> [Action item]: Find the string "SpectralRegion" in the entries and copy each line that has it.

--- Dataset records Enclosed Below ---

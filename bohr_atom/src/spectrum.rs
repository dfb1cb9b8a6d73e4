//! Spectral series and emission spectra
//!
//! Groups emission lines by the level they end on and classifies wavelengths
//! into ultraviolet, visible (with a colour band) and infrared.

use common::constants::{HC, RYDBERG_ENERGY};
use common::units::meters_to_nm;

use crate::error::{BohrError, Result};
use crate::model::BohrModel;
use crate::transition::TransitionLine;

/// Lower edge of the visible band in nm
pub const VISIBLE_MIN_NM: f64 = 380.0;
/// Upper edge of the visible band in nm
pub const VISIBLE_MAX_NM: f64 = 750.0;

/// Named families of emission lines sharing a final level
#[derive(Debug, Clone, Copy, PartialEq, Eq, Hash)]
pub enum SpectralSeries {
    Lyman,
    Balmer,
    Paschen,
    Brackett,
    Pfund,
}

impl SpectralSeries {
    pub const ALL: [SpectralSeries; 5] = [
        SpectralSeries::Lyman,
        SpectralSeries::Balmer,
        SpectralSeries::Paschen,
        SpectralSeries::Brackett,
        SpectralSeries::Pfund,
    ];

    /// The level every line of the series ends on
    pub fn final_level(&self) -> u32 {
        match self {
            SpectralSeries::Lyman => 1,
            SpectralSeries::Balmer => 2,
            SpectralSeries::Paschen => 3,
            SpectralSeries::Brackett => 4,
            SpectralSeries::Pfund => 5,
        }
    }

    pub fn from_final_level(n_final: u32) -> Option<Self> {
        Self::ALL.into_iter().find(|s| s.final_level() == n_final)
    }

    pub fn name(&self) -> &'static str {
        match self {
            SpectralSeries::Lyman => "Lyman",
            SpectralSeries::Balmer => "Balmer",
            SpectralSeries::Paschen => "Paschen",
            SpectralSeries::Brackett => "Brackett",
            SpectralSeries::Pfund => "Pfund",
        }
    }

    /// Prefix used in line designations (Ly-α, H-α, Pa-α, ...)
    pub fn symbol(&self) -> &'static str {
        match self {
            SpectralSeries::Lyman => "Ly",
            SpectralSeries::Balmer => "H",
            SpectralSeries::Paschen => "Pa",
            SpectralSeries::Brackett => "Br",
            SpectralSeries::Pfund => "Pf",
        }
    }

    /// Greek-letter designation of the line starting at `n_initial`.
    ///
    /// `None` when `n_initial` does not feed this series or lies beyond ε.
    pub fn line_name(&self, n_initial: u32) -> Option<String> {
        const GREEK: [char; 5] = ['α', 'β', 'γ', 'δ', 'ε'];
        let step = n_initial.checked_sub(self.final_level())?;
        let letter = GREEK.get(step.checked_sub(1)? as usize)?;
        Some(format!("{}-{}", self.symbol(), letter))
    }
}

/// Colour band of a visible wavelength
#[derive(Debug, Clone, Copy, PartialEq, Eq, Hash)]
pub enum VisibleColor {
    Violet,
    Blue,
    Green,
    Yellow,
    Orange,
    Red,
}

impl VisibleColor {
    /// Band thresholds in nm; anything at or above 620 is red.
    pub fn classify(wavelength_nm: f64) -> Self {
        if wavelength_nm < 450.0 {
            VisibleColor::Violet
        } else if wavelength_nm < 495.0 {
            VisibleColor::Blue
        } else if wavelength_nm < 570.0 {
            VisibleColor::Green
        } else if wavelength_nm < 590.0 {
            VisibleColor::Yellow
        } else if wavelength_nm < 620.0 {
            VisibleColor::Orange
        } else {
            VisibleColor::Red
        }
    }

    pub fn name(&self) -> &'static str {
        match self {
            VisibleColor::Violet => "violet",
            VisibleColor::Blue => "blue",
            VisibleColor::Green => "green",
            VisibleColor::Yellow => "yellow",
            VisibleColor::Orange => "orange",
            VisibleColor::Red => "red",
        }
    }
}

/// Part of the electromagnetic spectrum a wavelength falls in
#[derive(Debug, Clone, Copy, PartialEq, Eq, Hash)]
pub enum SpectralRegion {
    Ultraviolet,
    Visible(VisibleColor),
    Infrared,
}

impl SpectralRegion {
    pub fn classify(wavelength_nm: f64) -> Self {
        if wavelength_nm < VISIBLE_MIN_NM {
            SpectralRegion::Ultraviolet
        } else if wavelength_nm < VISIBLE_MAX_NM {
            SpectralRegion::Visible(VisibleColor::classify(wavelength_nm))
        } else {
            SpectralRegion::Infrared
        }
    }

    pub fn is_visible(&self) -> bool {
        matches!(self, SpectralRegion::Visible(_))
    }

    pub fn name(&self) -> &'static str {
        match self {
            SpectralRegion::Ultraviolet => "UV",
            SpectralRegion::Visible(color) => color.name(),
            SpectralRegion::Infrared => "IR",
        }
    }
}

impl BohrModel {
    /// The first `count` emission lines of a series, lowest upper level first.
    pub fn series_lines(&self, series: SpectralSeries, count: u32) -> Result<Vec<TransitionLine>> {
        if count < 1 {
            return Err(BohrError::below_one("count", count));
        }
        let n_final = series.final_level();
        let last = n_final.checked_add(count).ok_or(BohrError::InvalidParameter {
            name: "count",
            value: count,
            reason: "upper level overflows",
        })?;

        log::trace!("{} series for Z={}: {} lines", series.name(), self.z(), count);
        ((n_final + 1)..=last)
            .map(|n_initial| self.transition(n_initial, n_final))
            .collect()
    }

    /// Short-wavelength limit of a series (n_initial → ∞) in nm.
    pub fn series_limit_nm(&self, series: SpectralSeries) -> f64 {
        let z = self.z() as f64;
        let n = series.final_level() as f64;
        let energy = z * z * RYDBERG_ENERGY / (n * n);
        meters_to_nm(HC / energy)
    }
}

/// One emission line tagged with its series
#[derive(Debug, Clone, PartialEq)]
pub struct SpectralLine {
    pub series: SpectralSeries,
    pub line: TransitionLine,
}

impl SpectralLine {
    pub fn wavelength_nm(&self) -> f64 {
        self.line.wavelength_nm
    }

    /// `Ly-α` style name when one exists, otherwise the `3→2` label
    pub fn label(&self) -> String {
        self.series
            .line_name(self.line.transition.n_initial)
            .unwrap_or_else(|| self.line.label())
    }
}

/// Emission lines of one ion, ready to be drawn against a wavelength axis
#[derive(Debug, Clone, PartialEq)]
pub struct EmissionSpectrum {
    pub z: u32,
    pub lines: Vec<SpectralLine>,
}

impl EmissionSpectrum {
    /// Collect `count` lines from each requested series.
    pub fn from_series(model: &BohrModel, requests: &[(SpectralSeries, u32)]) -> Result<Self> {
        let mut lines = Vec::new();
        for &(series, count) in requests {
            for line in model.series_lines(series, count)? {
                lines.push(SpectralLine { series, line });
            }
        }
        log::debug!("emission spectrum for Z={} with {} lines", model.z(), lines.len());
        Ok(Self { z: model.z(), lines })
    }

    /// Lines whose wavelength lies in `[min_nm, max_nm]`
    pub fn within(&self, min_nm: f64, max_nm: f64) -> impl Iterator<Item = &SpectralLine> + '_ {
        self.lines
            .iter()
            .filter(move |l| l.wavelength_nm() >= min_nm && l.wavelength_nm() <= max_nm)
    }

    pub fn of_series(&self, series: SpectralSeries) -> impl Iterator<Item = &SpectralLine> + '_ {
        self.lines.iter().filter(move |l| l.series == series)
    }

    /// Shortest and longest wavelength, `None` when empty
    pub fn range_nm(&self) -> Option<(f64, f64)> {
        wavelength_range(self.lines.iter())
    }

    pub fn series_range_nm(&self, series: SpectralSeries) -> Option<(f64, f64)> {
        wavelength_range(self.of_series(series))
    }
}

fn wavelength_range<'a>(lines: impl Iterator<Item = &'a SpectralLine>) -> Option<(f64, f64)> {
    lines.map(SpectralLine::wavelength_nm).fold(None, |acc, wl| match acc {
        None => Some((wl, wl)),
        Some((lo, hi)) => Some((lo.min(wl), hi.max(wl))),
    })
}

--- End of Enclosed Dataset records ---

> [Answer section]:
pub enum SpectralRegion {
impl SpectralRegion {
            SpectralRegion::Ultraviolet
            SpectralRegion::Visible(VisibleColor::classify(wavelength_nm))
            SpectralRegion::Infrared
        matches!(self, SpectralRegion::Visible(_))
            SpectralRegion::Ultraviolet => "UV",
            SpectralRegion::Visible(color) => color.name(),
            SpectralRegion::Infrared => "IR",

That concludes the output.